::: Records for the exercise :::

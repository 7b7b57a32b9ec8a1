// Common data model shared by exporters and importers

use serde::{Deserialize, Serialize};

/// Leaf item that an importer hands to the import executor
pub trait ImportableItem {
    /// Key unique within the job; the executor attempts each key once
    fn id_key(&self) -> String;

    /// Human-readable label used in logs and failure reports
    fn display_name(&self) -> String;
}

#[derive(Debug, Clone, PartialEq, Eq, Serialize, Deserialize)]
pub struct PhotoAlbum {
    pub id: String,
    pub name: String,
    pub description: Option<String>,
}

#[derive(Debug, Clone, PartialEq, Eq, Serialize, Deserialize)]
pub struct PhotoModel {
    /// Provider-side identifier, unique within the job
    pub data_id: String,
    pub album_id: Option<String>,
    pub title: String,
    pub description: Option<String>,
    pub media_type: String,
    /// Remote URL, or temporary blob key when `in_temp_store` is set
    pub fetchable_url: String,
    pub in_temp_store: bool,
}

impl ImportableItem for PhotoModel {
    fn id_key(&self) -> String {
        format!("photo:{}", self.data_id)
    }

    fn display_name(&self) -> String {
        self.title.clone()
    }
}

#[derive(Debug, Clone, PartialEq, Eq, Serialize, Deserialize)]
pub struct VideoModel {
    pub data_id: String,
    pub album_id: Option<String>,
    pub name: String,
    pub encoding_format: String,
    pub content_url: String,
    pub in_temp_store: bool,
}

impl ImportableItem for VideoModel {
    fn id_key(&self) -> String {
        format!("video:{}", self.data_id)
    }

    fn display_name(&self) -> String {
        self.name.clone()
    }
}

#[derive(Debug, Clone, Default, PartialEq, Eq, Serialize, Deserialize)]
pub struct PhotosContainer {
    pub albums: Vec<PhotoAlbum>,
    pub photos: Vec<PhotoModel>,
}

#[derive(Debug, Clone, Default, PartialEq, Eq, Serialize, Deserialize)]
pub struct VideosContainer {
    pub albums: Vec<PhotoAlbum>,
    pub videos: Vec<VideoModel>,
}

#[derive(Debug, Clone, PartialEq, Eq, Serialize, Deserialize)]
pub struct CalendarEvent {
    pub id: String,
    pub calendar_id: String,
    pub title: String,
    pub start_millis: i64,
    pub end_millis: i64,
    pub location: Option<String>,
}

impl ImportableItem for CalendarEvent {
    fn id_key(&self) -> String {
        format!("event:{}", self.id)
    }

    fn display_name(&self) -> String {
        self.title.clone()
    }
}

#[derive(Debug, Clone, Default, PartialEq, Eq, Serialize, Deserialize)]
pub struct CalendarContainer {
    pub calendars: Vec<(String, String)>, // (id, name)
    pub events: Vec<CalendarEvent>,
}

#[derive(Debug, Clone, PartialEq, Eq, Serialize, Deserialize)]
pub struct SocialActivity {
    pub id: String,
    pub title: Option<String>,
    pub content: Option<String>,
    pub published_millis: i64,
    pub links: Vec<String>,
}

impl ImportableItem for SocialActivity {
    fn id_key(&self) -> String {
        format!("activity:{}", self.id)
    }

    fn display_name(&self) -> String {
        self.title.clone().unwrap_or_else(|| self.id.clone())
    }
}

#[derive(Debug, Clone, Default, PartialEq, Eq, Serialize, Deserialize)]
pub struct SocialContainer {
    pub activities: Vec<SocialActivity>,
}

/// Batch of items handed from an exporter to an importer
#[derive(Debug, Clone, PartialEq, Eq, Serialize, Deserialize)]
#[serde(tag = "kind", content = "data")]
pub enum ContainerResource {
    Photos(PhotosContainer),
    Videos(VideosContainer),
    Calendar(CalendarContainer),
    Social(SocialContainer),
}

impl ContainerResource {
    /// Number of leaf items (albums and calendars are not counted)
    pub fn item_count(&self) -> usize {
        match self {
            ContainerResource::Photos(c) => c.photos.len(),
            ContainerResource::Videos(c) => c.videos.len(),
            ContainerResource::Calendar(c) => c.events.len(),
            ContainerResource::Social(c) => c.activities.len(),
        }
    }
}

:::

__Assigned task__
What lines above contain the word "calendars"? Please copy each one.

__Output of the task__
    pub calendars: Vec<(String, String)>, // (id, name)
    /// Number of leaf items (albums and calendars are not counted)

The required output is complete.